HOME  ⁄  Nasional

Irine Yusiana Dorong Implementasi Nyata Kesetaraan Gender hingga Daerah

Oleh Shila Glorya
SHARE   :

Irine Yusiana Dorong Implementasi Nyata Kesetaraan Gender hingga Daerah
Foto: Wakil Ketua BKSAP DPR RI Irine Yusiana Roba Putri, dalam forum 5th WAIPA Coordinating Committee Meeting di Quezon City, Filipina, yang dilakukan secara hybrid di Senayan, Jakarta, Senin 27/04/2026 (sumber: DPR RI)

Pantau - Irine Yusiana Roba Putri menegaskan pentingnya kesetaraan gender tidak hanya berhenti pada wacana nasional dalam forum 5th WAIPA Coordinating Committee Meeting yang digelar secara hybrid di Quezon City dan Senayan, Jakarta pada 27 April 2026.

Tekankan Implementasi Hingga Daerah

Indonesia hadir dalam forum bersama sembilan negara parlemen lainnya dengan tidak hanya berbagi pencapaian tetapi juga mendorong perluasan implementasi kesetaraan gender hingga ke tingkat daerah.

Ia menyampaikan, "Saya sangat tertarik bagaimana Filipina dan juga Vietnam ini mampu mengintegrasikan keterwakilan perempuan dalam struktur birokrasi dan ekonomi secara sistematis".

Ia menilai Filipina dan Vietnam telah berhasil menerapkan kesetaraan gender secara nyata sehingga menjadi referensi bagi Indonesia untuk mengadopsi pendekatan serupa.

Ia menekankan kesetaraan gender harus diterapkan hingga kebijakan anggaran di tingkat lokal agar dapat menyinkronkan kebijakan pusat dan daerah.

Legislasi Inklusif dan Partisipasi Publik

Dalam forum tersebut, Indonesia juga berbagi pengalaman terkait proses legislasi inklusif yang menekankan pentingnya partisipasi publik dalam pembentukan undang-undang.

Ia mengatakan, "Jangan takut pada partisipasi publik.
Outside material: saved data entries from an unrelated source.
// Library root: re-exports all modules so integration tests and the binary
// can access the server's public API.

pub mod config;
pub mod identity;
pub mod protocol;
pub mod session;
pub mod supervisor;
pub mod ws_server;
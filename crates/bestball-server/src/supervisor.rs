// Room supervisor: seeds configured rooms and keeps one timer per live room.

use std::collections::HashMap;
use std::sync::{Arc, Mutex};

use anyhow::Context;
use bestball_draft::engine::DraftEngine;
use bestball_draft::model::{DraftRoom, RoomStatus};
use bestball_draft::store::StoreError;
use tokio::task::JoinHandle;
use tracing::{debug, info};

use crate::config::RoomConfig;

pub struct RoomSupervisor {
    engine: Arc<DraftEngine>,
    watchers: Mutex<HashMap<String, JoinHandle<()>>>,
}

impl RoomSupervisor {
    pub fn new(engine: Arc<DraftEngine>) -> Self {
        RoomSupervisor {
            engine,
            watchers: Mutex::new(HashMap::new()),
        }
    }

    /// Create every configured room the store does not know yet. Rooms that
    /// already exist are left alone, so a restart never resets a draft.
    /// Returns how many rooms were created.
    pub async fn seed_rooms(&self, rooms: &[RoomConfig]) -> anyhow::Result<usize> {
        let mut created = 0;
        for cfg in rooms {
            match self.engine.get_room_state(&cfg.id).await {
                Ok(_) => {
                    debug!("Room {} already stored, not seeding", cfg.id);
                    continue;
                }
                Err(StoreError::RoomNotFound(_)) => {}
                Err(e) => return Err(e).with_context(|| format!("failed to look up room {}", cfg.id)),
            }

            let room = DraftRoom::new(
                &cfg.id,
                cfg.participants.clone(),
                cfg.rounds,
                cfg.pick_time_secs,
                cfg.starts_at,
            );
            self.engine
                .create_room(room)
                .await
                .with_context(|| format!("failed to create room {}", cfg.id))?;
            for participant in &cfg.autodraft {
                self.engine
                    .set_autodraft(&cfg.id, participant, true)
                    .await
                    .with_context(|| format!("failed to enable autodraft for {participant} in {}", cfg.id))?;
            }
            info!(
                "Seeded room {} ({} participants, {} rounds, starts {})",
                cfg.id,
                cfg.participants.len(),
                cfg.rounds,
                cfg.starts_at
            );
            created += 1;
        }
        Ok(created)
    }

    /// Start a timer for every stored room that is not complete. Safe to call
    /// again: rooms with a running timer are skipped. Returns how many timers
    /// were started.
    pub async fn start_watchers(&self) -> anyhow::Result<usize> {
        let room_ids = self
            .engine
            .list_rooms()
            .await
            .context("failed to list rooms")?;

        let mut started = 0;
        for room_id in room_ids {
            let snapshot = self
                .engine
                .get_room_state(&room_id)
                .await
                .with_context(|| format!("failed to load room {room_id}"))?;
            if snapshot.room.status == RoomStatus::Complete {
                continue;
            }

            let mut watchers = self.watchers.lock().expect("watcher map lock poisoned");
            if watchers.get(&room_id).is_some_and(|h| !h.is_finished()) {
                continue;
            }
            info!(
                "Starting timer for room {} ({}, pick {})",
                room_id,
                snapshot.room.status.as_str(),
                snapshot.room.current_pick_index
            );
            watchers.insert(room_id.clone(), self.engine.spawn_watcher(&room_id));
            started += 1;
        }
        Ok(started)
    }

    pub fn running(&self) -> usize {
        let watchers = self.watchers.lock().expect("watcher map lock poisoned");
        watchers.values().filter(|h| !h.is_finished()).count()
    }

    /// Abort every timer.
    pub fn shutdown(&self) {
        let mut watchers = self.watchers.lock().expect("watcher map lock poisoned");
        for (room_id, handle) in watchers.drain() {
            debug!("Stopping timer for room {}", room_id);
            handle.abort();
        }
    }
}
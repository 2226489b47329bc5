// Draft room documents: the room header, committed picks, and derived views.

use std::collections::HashSet;

use chrono::{DateTime, Duration, Utc};
use serde::{Deserialize, Serialize};

use crate::pick_order::{round_number, turn_participant};
use crate::pool::{PlayerPool, PlayerPoolEntry};
use crate::roster::Position;

/// Lifecycle status of a draft room.
#[derive(Debug, Clone, Copy, PartialEq, Eq, Hash, Serialize, Deserialize)]
#[serde(rename_all = "snake_case")]
pub enum RoomStatus {
    Scheduled,
    Active,
    Paused,
    Complete,
}

impl RoomStatus {
    pub fn as_str(&self) -> &'static str {
        match self {
            RoomStatus::Scheduled => "scheduled",
            RoomStatus::Active => "active",
            RoomStatus::Paused => "paused",
            RoomStatus::Complete => "complete",
        }
    }
}

/// Which path produced a pick.
#[derive(Debug, Clone, Copy, PartialEq, Eq, Hash, Serialize, Deserialize)]
#[serde(rename_all = "snake_case")]
pub enum PickOrigin {
    /// Submitted by the drafting user.
    Manual,
    /// Made by the timer after the turn deadline passed.
    Auto,
    /// Made immediately for a participant with autodraft enabled.
    Queue,
}

impl PickOrigin {
    pub fn as_str(&self) -> &'static str {
        match self {
            PickOrigin::Manual => "manual",
            PickOrigin::Auto => "auto",
            PickOrigin::Queue => "queue",
        }
    }

    pub fn from_str_origin(s: &str) -> Option<Self> {
        match s {
            "manual" => Some(PickOrigin::Manual),
            "auto" => Some(PickOrigin::Auto),
            "queue" => Some(PickOrigin::Queue),
            _ => None,
        }
    }
}

/// One drafting seat in a room.
#[derive(Debug, Clone, PartialEq, Eq, Serialize, Deserialize)]
pub struct Participant {
    pub participant_id: String,
    /// 1-based seat in the draft order seed.
    pub seed_position: u32,
    /// When set, the timer picks for this participant as soon as their turn
    /// begins instead of waiting for the deadline.
    #[serde(default)]
    pub autodraft: bool,
}

/// The authoritative header document of one draft room.
#[derive(Debug, Clone, PartialEq, Eq, Serialize, Deserialize)]
pub struct DraftRoom {
    pub room_id: String,
    /// Participants in seed order.
    pub participants: Vec<Participant>,
    pub rounds: u32,
    pub pick_time_secs: u32,
    pub status: RoomStatus,
    /// 0-based index of the pick currently on the clock. Never decreases.
    pub current_pick_index: u32,
    /// Absolute deadline for the current turn. `None` before the room starts
    /// and after it completes.
    pub current_turn_deadline: Option<DateTime<Utc>>,
    /// When the room leaves `scheduled`.
    pub starts_at: DateTime<Utc>,
    /// Turn time left when the room was paused, in milliseconds.
    #[serde(default)]
    pub paused_remaining_ms: Option<i64>,
}

impl DraftRoom {
    /// Create a scheduled room from a seeded participant list.
    pub fn new(
        room_id: &str,
        participant_ids: Vec<String>,
        rounds: u32,
        pick_time_secs: u32,
        starts_at: DateTime<Utc>,
    ) -> Self {
        let participants = participant_ids
            .into_iter()
            .enumerate()
            .map(|(i, id)| Participant {
                participant_id: id,
                seed_position: i as u32 + 1,
                autodraft: false,
            })
            .collect();

        DraftRoom {
            room_id: room_id.to_string(),
            participants,
            rounds,
            pick_time_secs,
            status: RoomStatus::Scheduled,
            current_pick_index: 0,
            current_turn_deadline: None,
            starts_at,
            paused_remaining_ms: None,
        }
    }

    pub fn participant_count(&self) -> u32 {
        self.participants.len() as u32
    }

    /// Participants × rounds.
    pub fn total_picks(&self) -> u32 {
        self.participant_count() * self.rounds
    }

    pub fn pick_time_limit(&self) -> Duration {
        Duration::seconds(i64::from(self.pick_time_secs))
    }

    pub fn is_complete(&self) -> bool {
        self.current_pick_index >= self.total_picks()
    }

    /// Participant who owns `pick_index`, or `None` past the last pick.
    pub fn participant_for_pick(&self, pick_index: u32) -> Option<&Participant> {
        let n = self.participant_count();
        if n == 0 || pick_index >= self.total_picks() {
            return None;
        }
        self.participants
            .get(turn_participant(pick_index, n) as usize)
    }

    /// Participant currently on the clock.
    pub fn on_clock(&self) -> Option<&Participant> {
        self.participant_for_pick(self.current_pick_index)
    }

    pub fn participant(&self, participant_id: &str) -> Option<&Participant> {
        self.participants
            .iter()
            .find(|p| p.participant_id == participant_id)
    }

    pub fn participant_mut(&mut self, participant_id: &str) -> Option<&mut Participant> {
        self.participants
            .iter_mut()
            .find(|p| p.participant_id == participant_id)
    }

    pub fn current_round(&self) -> u32 {
        round_number(self.current_pick_index, self.participant_count().max(1))
    }
}

/// An immutable committed pick.
#[derive(Debug, Clone, PartialEq, Eq, Serialize, Deserialize)]
pub struct Pick {
    /// Global 0-based pick index within the room.
    pub pick_index: u32,
    /// 1-based round.
    pub round: u32,
    pub participant_id: String,
    pub player_id: String,
    /// Player position at commit time (denormalised from the pool).
    pub position: Position,
    pub committed_at: DateTime<Utc>,
    pub origin: PickOrigin,
}

/// Denormalised view of one filled roster position. Derived from picks.
#[derive(Debug, Clone, PartialEq, Eq, Serialize, Deserialize)]
pub struct RosterSlot {
    pub position: Position,
    pub player_id: String,
    pub pick_index: u32,
}

/// One participant's ranked autodraft preferences within a room.
#[derive(Debug, Clone, Default, PartialEq, Eq, Serialize, Deserialize)]
pub struct QueueEntry {
    pub participant_id: String,
    /// First preference first.
    pub player_ids: Vec<String>,
}

impl QueueEntry {
    pub fn empty(participant_id: &str) -> Self {
        QueueEntry {
            participant_id: participant_id.to_string(),
            player_ids: Vec::new(),
        }
    }
}

/// A consistent read of one room: header, every committed pick in index
/// order, and the document version the store will compare against on write.
#[derive(Debug, Clone, PartialEq, Eq, Serialize, Deserialize)]
pub struct RoomSnapshot {
    pub room: DraftRoom,
    pub picks: Vec<Pick>,
    pub version: u64,
}

impl RoomSnapshot {
    pub fn is_taken(&self, player_id: &str) -> bool {
        self.picks.iter().any(|p| p.player_id == player_id)
    }

    pub fn taken_players(&self) -> HashSet<&str> {
        self.picks.iter().map(|p| p.player_id.as_str()).collect()
    }

    /// Roster for one participant, in pick order.
    pub fn roster(&self, participant_id: &str) -> Vec<RosterSlot> {
        self.picks
            .iter()
            .filter(|p| p.participant_id == participant_id)
            .map(|p| RosterSlot {
                position: p.position,
                player_id: p.player_id.clone(),
                pick_index: p.pick_index,
            })
            .collect()
    }

    /// Pool players not referenced by any pick in this room, in pool order.
    pub fn available_players<'a>(&self, pool: &'a dyn PlayerPool) -> Vec<&'a PlayerPoolEntry> {
        let taken = self.taken_players();
        pool.ranked()
            .iter()
            .filter(|p| !taken.contains(p.player_id.as_str()))
            .collect()
    }

    /// Picks whose index is `from` or later.
    pub fn picks_from(&self, from: u32) -> &[Pick] {
        let start = (from as usize).min(self.picks.len());
        &self.picks[start..]
    }
}
// Draft state store contract and backends.
//
// The engine needs three things from persistence: a consistent read of one
// room, an optimistic compare-and-swap write of that room (optionally
// appending one pick), and a change feed. Both backends publish the new
// snapshot to subscribers while still holding their write lock, so a
// subscriber never observes versions out of order.

pub mod memory;
pub mod sqlite;

use std::collections::HashMap;
use std::sync::Mutex;

use async_trait::async_trait;
use thiserror::Error;
use tokio::sync::watch;

use crate::model::{DraftRoom, Pick, QueueEntry, RoomSnapshot};

pub use memory::MemoryStore;
pub use sqlite::SqliteStore;

#[derive(Debug, Clone, PartialEq, Eq, Error)]
pub enum StoreError {
    /// The document changed since it was read; re-read and try again.
    #[error("write conflict: room document changed concurrently")]
    Conflict,

    #[error("room {0} not found")]
    RoomNotFound(String),

    #[error("room {0} already exists")]
    AlreadyExists(String),

    #[error("backend error: {0}")]
    Backend(String),
}

/// One optimistic write of a room document.
#[derive(Debug, Clone)]
pub struct RoomWrite {
    /// The new header document.
    pub room: DraftRoom,
    /// Version the caller read; the write fails with `Conflict` otherwise.
    pub expected_version: u64,
    /// Pick appended in the same transaction. Its index must equal the
    /// number of picks already stored and its player must be unused.
    pub pick: Option<Pick>,
}

/// Live view of one room. `borrow()` always holds the latest snapshot.
pub type RoomSubscription = watch::Receiver<RoomSnapshot>;

#[async_trait]
pub trait DraftStore: Send + Sync {
    async fn create_room(&self, room: DraftRoom) -> Result<RoomSnapshot, StoreError>;

    async fn load_room(&self, room_id: &str) -> Result<RoomSnapshot, StoreError>;

    /// Apply `write` atomically if the stored version still equals
    /// `write.expected_version`. Returns the new snapshot.
    async fn commit_room(&self, write: RoomWrite) -> Result<RoomSnapshot, StoreError>;

    async fn list_rooms(&self) -> Result<Vec<String>, StoreError>;

    /// A participant's queue; empty when none has been saved.
    async fn load_queue(&self, room_id: &str, participant_id: &str)
        -> Result<QueueEntry, StoreError>;

    async fn save_queue(&self, room_id: &str, entry: &QueueEntry) -> Result<(), StoreError>;

    async fn subscribe(&self, room_id: &str) -> Result<RoomSubscription, StoreError>;
}

/// Per-room change feeds shared by the backends.
#[derive(Default)]
pub(crate) struct RoomNotifier {
    channels: Mutex<HashMap<String, watch::Sender<RoomSnapshot>>>,
}

impl RoomNotifier {
    pub(crate) fn new() -> Self {
        Self::default()
    }

    /// Subscribe, seeding a new channel with `current` if none exists yet.
    /// Callers hold their store lock so `current` cannot be stale.
    pub(crate) fn subscribe(&self, current: RoomSnapshot) -> RoomSubscription {
        let mut channels = self.channels.lock().expect("notifier mutex poisoned");
        let room_id = current.room.room_id.clone();
        match channels.get(&room_id) {
            Some(tx) => tx.subscribe(),
            None => {
                let (tx, rx) = watch::channel(current);
                channels.insert(room_id, tx);
                rx
            }
        }
    }

    /// Push a snapshot to subscribers. Older versions never replace newer ones.
    pub(crate) fn publish(&self, snapshot: &RoomSnapshot) {
        let channels = self.channels.lock().expect("notifier mutex poisoned");
        if let Some(tx) = channels.get(&snapshot.room.room_id) {
            tx.send_if_modified(|current| {
                if snapshot.version > current.version {
                    *current = snapshot.clone();
                    true
                } else {
                    false
                }
            });
        }
    }
}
Inklusi publik dalam proses legislasi ini justru bagi saya memperkuat legitimasi hukum itu sendiri".

Ia menjelaskan undang-undang pro-perempuan di Indonesia lahir dari sinergi antara parlemen dan masyarakat sipil, termasuk peran aktivis dan gerakan perempuan di luar parlemen.

Ia menyampaikan, "Inisiatif ini seringkali tidak muncul murni dari parlemen, tetapi juga bagaimana parlemen di Indonesia bisa menggali informasi dari akar rumput dan juga aktivis. Indonesia adalah bukti bahwa gerakan perempuan di luar parlemen itu bisa bersinergi dengan kaukus perempuan di dalam parlemen, dan harapannya ini membawa perubahan yang besar dan baik".

Kritik terhadap Model Legislasi Tertutup

Ia menilai pendekatan tersebut menjadi kritik terhadap model legislasi yang tertutup dan elitis serta menegaskan bahwa kekuatan parlemen tidak hanya diukur dari jumlah undang-undang yang dihasilkan.

Namun, kekuatan tersebut juga ditentukan dari sejauh mana suara masyarakat termasuk perempuan dapat terserap dalam setiap kebijakan.

Ia berharap pendekatan inklusif dapat terus diperkuat dalam proses legislasi di Indonesia.